_DATA FOR THIS EXERCISE_.
+-------+
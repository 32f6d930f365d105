// src/employee_service.rs

use serde::Serialize;
use std::collections::BTreeSet;
use std::sync::Arc;
use tracing::{debug, info};

use crate::audit_log;
use crate::csv_io::{self, SkippedRow};
use crate::error::{Result, ServiceError};
use crate::events::EventHub;
use crate::models::{EmployeeStatus, NewEmployee, OptionalField};
use crate::projection::{FieldProjector, ProjectedEmployee};
use crate::query::{self, EmployeeQuery, QueryPage};
use crate::store::RecordStore;

/// Значения для выпадающих фильтров организации
#[derive(Debug, Clone, Serialize, PartialEq)]
pub struct FilterOptions {
    pub statuses: Vec<EmployeeStatus>,
    pub locations: Vec<String>,
    pub companies: Vec<String>,
    pub departments: Vec<String>,
    pub positions: Vec<String>,
    pub visible_columns: Vec<OptionalField>,
}

#[derive(Debug, Clone, Serialize, PartialEq)]
pub struct ImportSummary {
    pub imported: usize,
    pub skipped: Vec<SkippedRow>,
}

/// Сервис сотрудников: хранилище, поиск, проекция и аудит
pub struct EmployeeService {
    store: Arc<dyn RecordStore>,
    projector: FieldProjector,
    events: Arc<EventHub>,
}

impl EmployeeService {
    pub fn new(store: Arc<dyn RecordStore>, projector: FieldProjector, events: Arc<EventHub>) -> Self {
        Self {
            store,
            projector,
            events,
        }
    }

    pub fn projector(&self) -> &FieldProjector {
        &self.projector
    }

    pub fn events(&self) -> &EventHub {
        &self.events
    }

    // === ПОИСК ===

    pub fn search(
        &self,
        org_id: &str,
        query: &EmployeeQuery,
        columns: Option<&[OptionalField]>,
    ) -> Result<QueryPage<ProjectedEmployee>> {
        let records = self.store.all_for_org(org_id)?;
        let page = query::evaluate(org_id, &records, query);
        debug!(
            org = org_id,
            total = page.total,
            page = page.page,
            page_size = page.page_size,
            "employee search"
        );
        Ok(page.map(|employee| self.projector.project_with(org_id, &employee, columns)))
    }

    pub fn filter_options(&self, org_id: &str) -> Result<FilterOptions> {
        let records = self.store.all_for_org(org_id)?;

        let distinct = |field: OptionalField| -> Vec<String> {
            records
                .iter()
                .filter_map(|e| e.attribute(field))
                .map(str::to_string)
                .collect::<BTreeSet<_>>()
                .into_iter()
                .collect()
        };

        let statuses: Vec<EmployeeStatus> = records
            .iter()
            .map(|e| e.status)
            .collect::<BTreeSet<_>>()
            .into_iter()
            .collect();

        Ok(FilterOptions {
            statuses,
            locations: distinct(OptionalField::Location),
            companies: distinct(OptionalField::Company),
            departments: distinct(OptionalField::Department),
            positions: distinct(OptionalField::Position),
            visible_columns: self.projector.visible_columns(org_id).to_vec(),
        })
    }

    // === СОЗДАНИЕ И ИМПОРТ ===

    pub fn create(
        &self,
        org_id: &str,
        record: NewEmployee,
        client: Option<String>,
    ) -> Result<ProjectedEmployee> {
        let record = record.validate().map_err(ServiceError::Validation)?;
        let employee = self.store.insert(org_id, record)?;

        info!(org = org_id, id = %employee.id, "employee created");
        audit_log!(self.events, "employees.create", org_id, client, "id" => employee.id);

        Ok(self.projector.project(org_id, &employee))
    }

    /// Импорт CSV: плохие строки пропускаются и перечисляются в ответе
    pub fn import_csv(
        &self,
        org_id: &str,
        bytes: &[u8],
        client: Option<String>,
    ) -> Result<ImportSummary> {
        let parsed = csv_io::parse_import(bytes)?;
        let inserted = self.store.insert_many(org_id, parsed.records)?;

        info!(
            org = org_id,
            imported = inserted.len(),
            skipped = parsed.skipped.len(),
            "employees imported"
        );
        audit_log!(
            self.events,
            "employees.import",
            org_id,
            client,
            "imported" => inserted.len(),
            "skipped" => parsed.skipped.len()
        );

        Ok(ImportSummary {
            imported: inserted.len(),
            skipped: parsed.skipped,
        })
    }

    // === ЭКСПОРТ ===

    /// Полная выгрузка организации, без учёта видимых колонок
    pub fn export_csv(&self, org_id: &str, client: Option<String>) -> Result<Vec<u8>> {
        let records = self.store.all_for_org(org_id)?;
        let body = csv_io::render_export(&records)?;

        audit_log!(self.events, "employees.export", org_id, client, "rows" => records.len());
        Ok(body)
    }

    /// Заполнить пустое хранилище демонстрационными данными
    pub fn seed_demo_data(&self) -> Result<usize> {
        if !self.store.is_empty()? {
            debug!("store already contains data, skipping seed");
            return Ok(0);
        }

        let person = |first: &str, last: &str, dept: &str, pos: &str, loc: &str, company: &str| {
            NewEmployee::new(first, last)
                .with(OptionalField::Department, dept)
                .with(OptionalField::Position, pos)
                .with(OptionalField::Location, loc)
                .with(OptionalField::Company, company)
        };

        let org_1 = vec![
            person("Amelia", "Last", "asd", "Assistant Manager", "Singapore", "Sleek"),
            person("Ana", "Test", "No department", "No position", "No location", "Sleek"),
            person("Arlani", "Sosaia", "No department", "No position", "Somewhere", "Sleek")
                .with_status(EmployeeStatus::NotStarted),
            person("Terminated", "Employee", "No department", "No position", "Nowhere", "Sleek")
                .with_status(EmployeeStatus::Terminated),
        ];
        let org_2 = vec![person(
            "OtherOrg",
            "User",
            "Other Department",
            "Other Position",
            "Other City",
            "Other Co",
        )];

        let seeded = self.store.insert_many("org-1", org_1)?.len()
            + self.store.insert_many("org-2", org_2)?.len();
        info!(seeded, "🌱 demo employees seeded");
        Ok(seeded)
    }
}

#[cfg(test)]
mod tests {
    use super::*;
    use crate::models::OrgColumns;
    use crate::store::MemoryStore;

    fn service() -> EmployeeService {
        let columns = OrgColumns::new().with_org(
            "org-1",
            [
                OptionalField::Department,
                OptionalField::Position,
                OptionalField::Location,
            ],
        );
        EmployeeService::new(
            Arc::new(MemoryStore::new()),
            FieldProjector::new(Arc::new(columns)),
            Arc::new(EventHub::new()),
        )
    }

    #[test]
    fn seed_runs_once_and_search_is_scoped() {
        let service = service();
        assert_eq!(service.seed_demo_data().unwrap(), 5);
        assert_eq!(service.seed_demo_data().unwrap(), 0);

        let query = EmployeeQuery {
            search: Some("OtherOrg".to_string()),
            ..Default::default()
        };
        assert_eq!(service.search("org-1", &query, None).unwrap().total, 0);
        assert_eq!(service.search("org-2", &query, None).unwrap().total, 1);
    }

    #[test]
    fn create_validates_and_projects() {
        let service = service();
        let err = service
            .create("org-1", NewEmployee::new("", "Doe"), None)
            .unwrap_err();
        assert!(matches!(err, ServiceError::Validation(_)));

        let created = service
            .create(
                "org-1",
                NewEmployee::new("Jane", "Doe").with(OptionalField::Company, "Acme"),
                None,
            )
            .unwrap();
        assert!(!created.has(OptionalField::Company));
        assert!(created.has(OptionalField::Department));
    }

    #[test]
    fn filter_options_are_sorted_and_distinct() {
        let service = service();
        service.seed_demo_data().unwrap();
        let options = service.filter_options("org-1").unwrap();

        assert_eq!(
            options.statuses,
            [
                EmployeeStatus::Active,
                EmployeeStatus::NotStarted,
                EmployeeStatus::Terminated
            ]
        );
        assert_eq!(options.companies, ["Sleek"]);
        assert_eq!(options.departments, ["No department", "asd"]);
        assert_eq!(options.visible_columns.len(), 3);
        assert!(service.filter_options("org-2").unwrap().visible_columns.is_empty());
    }

    #[test]
    fn statuses_follow_declaration_order() {
        let service = service();
        service
            .store
            .insert_many(
                "org-3",
                vec![
                    NewEmployee::new("T", "One").with_status(EmployeeStatus::Terminated),
                    NewEmployee::new("N", "Two").with_status(EmployeeStatus::NotStarted),
                    NewEmployee::new("T", "Three").with_status(EmployeeStatus::Terminated),
                ],
            )
            .unwrap();

        let options = service.filter_options("org-3").unwrap();
        assert_eq!(
            options.statuses,
            [EmployeeStatus::NotStarted, EmployeeStatus::Terminated]
        );
        assert!(EmployeeStatus::Active < EmployeeStatus::NotStarted);
    }

    #[test]
    fn import_then_export_keeps_every_column() {
        let service = service();
        let summary = service
            .import_csv(
                "org-1",
                b"id,first_name,last_name,company\n42,Jane,Doe,Acme\n7,,Missing,\n",
                None,
            )
            .unwrap();
        assert_eq!(summary.imported, 1);
        assert_eq!(summary.skipped.len(), 1);

        let csv = String::from_utf8(service.export_csv("org-1", None).unwrap()).unwrap();
        assert!(csv.contains("1,Jane,Doe,,,,Active,Acme"));
    }

    #[test]
    fn non_utf8_upload_is_an_upload_error() {
        let err = service().import_csv("org-1", &[0xc3, 0x28], None).unwrap_err();
        assert!(matches!(err, ServiceError::Upload(_)));
    }
}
+-------+
_TASK DETAILS_. Say how many lines in this material hold "crate", and say nothing else.

_ANSWER BELOW_. 10